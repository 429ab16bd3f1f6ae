//! Error type for calls against the impact service.

use thiserror::Error;

/// Failure of a single API call.
///
/// Cloneable so it can travel over the worker result channel.
#[derive(Error, Debug, Clone, PartialEq)]
pub enum RequestError {
    /// The service answered with `success: false`.
    #[error("{0}")]
    Rejected(String),
    /// Network failure, timeout, or an HTTP error without a usable envelope.
    #[error("{call}: {detail}")]
    Transport { call: &'static str, detail: String },
    /// The envelope reported success but the payload did not match.
    #[error("{call}: malformed response ({detail})")]
    Decode { call: &'static str, detail: String },
}

impl RequestError {
    pub fn transport(call: &'static str, err: impl std::fmt::Display) -> Self {
        Self::Transport {
            call,
            detail: err.to_string(),
        }
    }

    pub fn decode(call: &'static str, err: impl std::fmt::Display) -> Self {
        Self::Decode {
            call,
            detail: err.to_string(),
        }
    }
}
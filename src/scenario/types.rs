//! Scenario data and the resources that own it.

use bevy::prelude::*;

use crate::api::model::{Asteroid, AsteroidDetails, MultiAsteroidParams, SimulationParams};

/// One asteroid placed in the impact scenario.
#[derive(Clone, Debug, PartialEq)]
pub struct ScenarioEntry {
    pub asteroid: Asteroid,
    pub impact_lat: f64,
    pub impact_lon: f64,
    /// km/s, 0..=50
    pub mitigation_delta_v: f64,
}

impl ScenarioEntry {
    pub fn multi_params(&self) -> MultiAsteroidParams {
        MultiAsteroidParams {
            asteroid_id: self.asteroid.id.clone(),
            name: self.asteroid.name.clone(),
            diameter: self.asteroid.diameter,
            velocity: self.asteroid.velocity,
            impact_lat: self.impact_lat,
            impact_lon: self.impact_lon,
            mitigation_delta_v: self.mitigation_delta_v,
        }
    }

    pub fn simulation_params(&self) -> SimulationParams {
        SimulationParams {
            asteroid_id: self.asteroid.id.clone(),
            impact_lat: self.impact_lat,
            impact_lon: self.impact_lon,
            mitigation_delta_v: self.mitigation_delta_v,
        }
    }
}

/// Fields of an entry that can be edited; `None` leaves the field alone.
#[derive(Clone, Copy, Debug, Default, PartialEq)]
pub struct EntryPatch {
    pub impact_lat: Option<f64>,
    pub impact_lon: Option<f64>,
    pub mitigation_delta_v: Option<f64>,
}

/// Asteroids available from the service.
#[derive(Resource, Debug, Default)]
pub struct AsteroidCatalog {
    pub asteroids: Vec<Asteroid>,
    pub requested: bool,
    pub is_loading: bool,
    pub error: Option<String>,
    pub details: Option<(String, AsteroidDetails)>,
    pub details_error: Option<String>,
}

#[derive(Clone, Copy, Debug, PartialEq)]
pub struct ElevationReading {
    pub lat: f64,
    pub lng: f64,
    pub meters: f64,
}

/// Owner of the authoritative entry list.
#[derive(Resource, Debug, Default)]
pub struct ScenarioState {
    pub entries: Vec<ScenarioEntry>,
    pub selected: Option<usize>,
    /// Index into the available-candidate list.
    pub candidate_cursor: usize,
    pub elevation: Option<ElevationReading>,
    pub elevation_error: Option<String>,
}

impl ScenarioState {
    /// Take a list emitted by the builder and keep the selection in range.
    pub fn replace_entries(&mut self, entries: Vec<ScenarioEntry>) {
        self.entries = entries;
        self.selected = match self.selected {
            _ if self.entries.is_empty() => None,
            Some(i) => Some(i.min(self.entries.len() - 1)),
            None => None,
        };
    }

    pub fn selected_entry(&self) -> Option<&ScenarioEntry> {
        self.selected.and_then(|i| self.entries.get(i))
    }
}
****
When you answer, return each line of the material exactly as it was written.

repository 429ab16bd3f1f6ae
//! Error type for calls against the impact service.

use thiserror::Error;

/// Failure of a single API call.
///
/// Cloneable so it can travel over the worker result channel.
#[derive(Error, Debug, Clone, PartialEq)]
pub enum RequestError {
    /// The service answered with `success: false`.
    #[error("{0}")]
    Rejected(String),
    /// Network failure, timeout, or an HTTP error without a usable envelope.
    #[error("{call}: {detail}")]
    Transport { call: &'static str, detail: String },
    /// The envelope reported success but the payload did not match.
    #[error("{call}: malformed response ({detail})")]
    Decode { call: &'static str, detail: String },
}

impl RequestError {
    pub fn transport(call: &'static str, err: impl std::fmt::Display) -> Self {
        Self::Transport {
            call,
            detail: err.to_string(),
        }
    }

    pub fn decode(call: &'static str, err: impl std::fmt::Display) -> Self {
        Self::Decode {
            call,
            detail: err.to_string(),
        }
    }
}
filename src/scenario/types.rs
//! Scenario data and the resources that own it.

use bevy::prelude::*;

use crate::api::model::{Asteroid, AsteroidDetails, MultiAsteroidParams, SimulationParams};

/// One asteroid placed in the impact scenario.
#[derive(Clone, Debug, PartialEq)]
pub struct ScenarioEntry {
    pub asteroid: Asteroid,
    pub impact_lat: f64,
    pub impact_lon: f64,
    /// km/s, 0..=50
    pub mitigation_delta_v: f64,
}

impl ScenarioEntry {
    pub fn multi_params(&self) -> MultiAsteroidParams {
        MultiAsteroidParams {
            asteroid_id: self.asteroid.id.clone(),
            name: self.asteroid.name.clone(),
            diameter: self.asteroid.diameter,
            velocity: self.asteroid.velocity,
            impact_lat: self.impact_lat,
            impact_lon: self.impact_lon,
            mitigation_delta_v: self.mitigation_delta_v,
        }
    }

    pub fn simulation_params(&self) -> SimulationParams {
        SimulationParams {
            asteroid_id: self.asteroid.id.clone(),
            impact_lat: self.impact_lat,
            impact_lon: self.impact_lon,
            mitigation_delta_v: self.mitigation_delta_v,
        }
    }
}

/// Fields of an entry that can be edited; `None` leaves the field alone.
#[derive(Clone, Copy, Debug, Default, PartialEq)]
pub struct EntryPatch {
    pub impact_lat: Option<f64>,
    pub impact_lon: Option<f64>,
    pub mitigation_delta_v: Option<f64>,
}

/// Asteroids available from the service.
#[derive(Resource, Debug, Default)]
pub struct AsteroidCatalog {
    pub asteroids: Vec<Asteroid>,
    pub requested: bool,
    pub is_loading: bool,
    pub error: Option<String>,
    pub details: Option<(String, AsteroidDetails)>,
    pub details_error: Option<String>,
}

#[derive(Clone, Copy, Debug, PartialEq)]
pub struct ElevationReading {
    pub lat: f64,
    pub lng: f64,
    pub meters: f64,
}

/// Owner of the authoritative entry list.
#[derive(Resource, Debug, Default)]
pub struct ScenarioState {
    pub entries: Vec<ScenarioEntry>,
    pub selected: Option<usize>,
    /// Index into the available-candidate list.
    pub candidate_cursor: usize,
    pub elevation: Option<ElevationReading>,
    pub elevation_error: Option<String>,
}

impl ScenarioState {
    /// Take a list emitted by the builder and keep the selection in range.
    pub fn replace_entries(&mut self, entries: Vec<ScenarioEntry>) {
        self.entries = entries;
        self.selected = match self.selected {
            _ if self.entries.is_empty() => None,
            Some(i) => Some(i.min(self.entries.len() - 1)),
            None => None,
        };
    }

    pub fn selected_entry(&self) -> Option<&ScenarioEntry> {
        self.selected.and_then(|i| self.entries.get(i))
    }
}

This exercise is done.